Yes. Thanks. That was one part I wanted to know, because since "xchg reg
reg" is one byte, it be a better alternative to "mov reg reg" in some
cases. Also, I think the first read through the Intel System manual,
regarding LOCK is a bit confusing. Someplace it says that lock is active
only if [mem] is involved, and sometimes it says that xchg allways incurs
a lock. And yet another place it says that a full lock is not needed at
all in some circumstances. Some places it says that if the source operand
is memory, we will have "occationally" a #UD exception..... Theres seems
to be some diffrences between each processor generation and so forth. I
was hoping that someone could give me a bit lighter version containing
only some hopefully simple rule that could take care of the most
significant points.

When LOCK is actually used depends on the specific revision and family
of the x86 CPU in question. eg, many x86 CPUs that will only ever work
in a single CPU setup and are not multi-core don't need to issue a lock
unless bus-mastering is involved. Dual-core or CPUs designed for SMP
setups will always issue a LOCK. Because of this, the docs get a little
vague and contradictory. However for simplicity sake, NEVER assume and
always prefix your code with LOCK (even though it's implied for memory
operations on current CPUs).

(When speaking of in the context of using multiple threads, and shielding
them from messing up for each other, and cause unpreditable slowdowns).

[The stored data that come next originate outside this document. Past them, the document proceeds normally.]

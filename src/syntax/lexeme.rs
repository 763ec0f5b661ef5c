use std::{fmt, ops::Deref, ops::Range, sync::Arc};

use serde::{Serialize, Serializer};

/// Text of a token.
///
/// Scanned text is a byte range into the file's shared buffer, so cloning a
/// token never copies characters.
#[derive(Clone)]
pub enum Lexeme {
    /// Fixed spellings: operators, brackets, synthetic placeholders.
    Static(&'static str),
    Source { text: Arc<str>, range: Range<usize> },
}

impl Lexeme {
    /// `range` must lie on char boundaries of `text`; the lexer only cuts
    /// between scanned characters.
    pub fn from_source(text: Arc<str>, range: Range<usize>) -> Self {
        debug_assert!(text.get(range.clone()).is_some(), "bad lexeme range {range:?}");
        Lexeme::Source { text, range }
    }

    pub fn as_str(&self) -> &str {
        match self {
            Lexeme::Static(text) => text,
            Lexeme::Source { text, range } => text.get(range.clone()).unwrap_or_default(),
        }
    }
}

impl Deref for Lexeme {
    type Target = str;

    fn deref(&self) -> &str {
        self.as_str()
    }
}

impl PartialEq for Lexeme {
    fn eq(&self, other: &Self) -> bool {
        self.as_str() == other.as_str()
    }
}

impl Eq for Lexeme {}

impl PartialEq<&str> for Lexeme {
    fn eq(&self, other: &&str) -> bool {
        self.as_str() == *other
    }
}

impl fmt::Debug for Lexeme {
    fn fmt(&self, f: &mut fmt::Formatter<'_>) -> fmt::Result {
        fmt::Debug::fmt(self.as_str(), f)
    }
}

impl fmt::Display for Lexeme {
    fn fmt(&self, f: &mut fmt::Formatter<'_>) -> fmt::Result {
        f.write_str(self.as_str())
    }
}

impl Serialize for Lexeme {
    fn serialize<S: Serializer>(&self, serializer: S) -> Result<S::Ok, S::Error> {
        serializer.serialize_str(self.as_str())
    }
}

impl From<&'static str> for Lexeme {
    fn from(text: &'static str) -> Self {
        Lexeme::Static(text)
    }
}

#[cfg(test)]
mod tests {
    use super::*;

    #[test]
    fn source_lexeme_reads_its_range() {
        let text: Arc<str> = Arc::from("let name = 1");
        let lexeme = Lexeme::from_source(Arc::clone(&text), 4..8);
        assert_eq!(lexeme.as_str(), "name");
        assert_eq!(lexeme.len(), 4);
        assert_eq!(lexeme, Lexeme::Static("name"));
    }

    #[test]
    fn serializes_as_plain_text() {
        let json = serde_json::to_string(&Lexeme::Static("->")).unwrap();
        assert_eq!(json, "\"->\"");
    }
}
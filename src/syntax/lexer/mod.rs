//! The Lumen lexer - turns a [`Scanner`] into an ordered token sequence.
//!
//! The lexer is a state machine over characters: it consumes one character,
//! branches on it, and commits a token spanning `start..scanner.position()`.
//! `start` is reset after every committed token and after skipped whitespace.

mod helpers;
mod identifiers;
mod numbers;
mod strings;

use std::sync::Arc;

use thiserror::Error;
use tracing::debug;

use crate::syntax::{
    scanner::Scanner,
    source::SourceFile,
    token::Token,
    token_type::{Bracket, Operator, Symbol, TokenType},
};

use helpers::{is_identifier_start, is_whitespace};

/// Lexing failures. All of them abort tokenization.
#[derive(Debug, Clone, PartialEq, Eq, Error)]
pub enum LexError {
    #[error("Unexpected token: `{lexeme}` at {offset}.")]
    UnexpectedToken { lexeme: String, offset: usize },
    #[error("Unterminated string literal starting at {offset}.")]
    UnterminatedString { offset: usize },
}

impl LexError {
    pub fn offset(&self) -> usize {
        match self {
            LexError::UnexpectedToken { offset, .. } | LexError::UnterminatedString { offset } => {
                *offset
            }
        }
    }
}

pub type LexResult<T> = Result<T, LexError>;

/// Tokenizes a whole source file.
pub fn tokenize(source: &SourceFile) -> LexResult<Vec<Token>> {
    Lexer::new(Scanner::new(source)).tokenize()
}

pub struct Lexer<'src> {
    scanner: Scanner<'src>,
    contents: Arc<str>,
    /// Offset where the token being scanned began.
    start: usize,
}

impl<'src> Lexer<'src> {
    pub fn new(scanner: Scanner<'src>) -> Self {
        let contents = scanner.source().contents_arc();
        let start = scanner.position();
        Self {
            scanner,
            contents,
            start,
        }
    }

    /// Consumes the remaining input. The last token is always `Eof` with an
    /// empty lexeme at the final offset.
    pub fn tokenize(mut self) -> LexResult<Vec<Token>> {
        let mut tokens = Vec::new();

        while self.scanner.has_next() {
            if let Some(token) = self.scan_token()? {
                tokens.push(token);
            }
        }
        tokens.push(Token::eof(self.scanner.position()));

        debug!(
            source = self.scanner.source().url().unwrap_or("<unknown>"),
            tokens = tokens.len(),
            "tokenized"
        );
        Ok(tokens)
    }

    fn scan_token(&mut self) -> LexResult<Option<Token>> {
        let Some(ch) = self.scanner.advance() else {
            return Ok(None);
        };

        let token = match ch {
            ':' => self.commit_static(TokenType::Symbol(Symbol::Colon), ":"),
            ',' => self.commit_static(TokenType::Symbol(Symbol::Comma), ","),
            '.' => self.commit_static(TokenType::Symbol(Symbol::Dot), "."),
            '(' => self.pair(Bracket::OpenParen),
            ')' => self.pair(Bracket::CloseParen),
            '{' => self.pair(Bracket::OpenCurly),
            '}' => self.pair(Bracket::CloseCurly),
            '*' => self.operator(Operator::Star),
            '/' => self.operator(Operator::Slash),
            '%' => self.operator(Operator::Percent),
            '+' => self.operator_or('+', Operator::PlusPlus, Operator::Plus),
            '-' => {
                if self.scanner.eat('>') {
                    self.commit_static(TokenType::Symbol(Symbol::Arrow), "->")
                } else {
                    self.operator_or('-', Operator::MinusMinus, Operator::Minus)
                }
            }
            '=' => self.operator_or('=', Operator::EqualsEquals, Operator::Equals),
            '!' => self.operator_or('=', Operator::BangEquals, Operator::Bang),
            '&' => self.operator_or('&', Operator::AmpAmp, Operator::Amp),
            '|' => self.operator_or('|', Operator::PipePipe, Operator::Pipe),
            '<' => {
                if self.scanner.eat('=') {
                    self.operator(Operator::LessEquals)
                } else {
                    self.operator_or('<', Operator::LessLess, Operator::Less)
                }
            }
            '>' => {
                if self.scanner.eat('=') {
                    self.operator(Operator::GreaterEquals)
                } else {
                    self.operator_or('>', Operator::GreaterGreater, Operator::Greater)
                }
            }
            '\'' | '"' => self.scan_string(ch)?,
            c if is_whitespace(c) => {
                self.start = self.scanner.position();
                return Ok(None);
            }
            c if c.is_ascii_digit() => self.scan_number()?,
            c if is_identifier_start(c) => self.scan_identifier_or_keyword(),
            _ => return Err(self.unexpected(self.start, self.scanner.position())),
        };

        Ok(Some(token))
    }

    fn pair(&mut self, bracket: Bracket) -> Token {
        self.commit_static(TokenType::Pair(bracket), bracket.lexeme())
    }

    fn operator(&mut self, op: Operator) -> Token {
        self.commit_static(TokenType::Operator(op), op.lexeme())
    }

    /// Two-character lookahead: `long` when `next` follows, `short` otherwise.
    fn operator_or(&mut self, next: char, long: Operator, short: Operator) -> Token {
        if self.scanner.eat(next) {
            self.operator(long)
        } else {
            self.operator(short)
        }
    }

    /// Commits a token with a fixed spelling.
    fn commit_static(&mut self, token_type: TokenType, lexeme: &'static str) -> Token {
        let token = Token::new(self.start, token_type, lexeme);
        self.start = self.scanner.position();
        token
    }

    /// Commits a token whose text is `start..position` of the source.
    fn commit(&mut self, token_type: TokenType) -> Token {
        let end = self.scanner.position();
        let token = Token::from_source(token_type, Arc::clone(&self.contents), self.start, end);
        self.start = end;
        token
    }

    /// Text of the token scanned so far.
    fn pending_text(&self) -> &'src str {
        self.scanner.substring(self.start, self.scanner.position())
    }

    fn unexpected(&self, start: usize, end: usize) -> LexError {
        LexError::UnexpectedToken {
            lexeme: self.scanner.substring(start, end).to_string(),
            offset: start,
        }
    }
}

#[cfg(test)]
mod lexer_test;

For semaphores, mutexes and spinlocks, cmpxchg is your friend.
Do you mean for _creating_ those or for something else?

This is the real (main) reason for my query. I want to know how (if) I can
replace the EnterCritialSection on a system like windows. I cannot see how
it can be done, without at least some API calls ?

Sure, AFAIK EnterCriticalSection is a wrapping call that does LOCK
CMPXCHG... and sets some thread information used by task manager,
perfmon and debugging extensions.

You can emulate all the functionality yourself if you so wish.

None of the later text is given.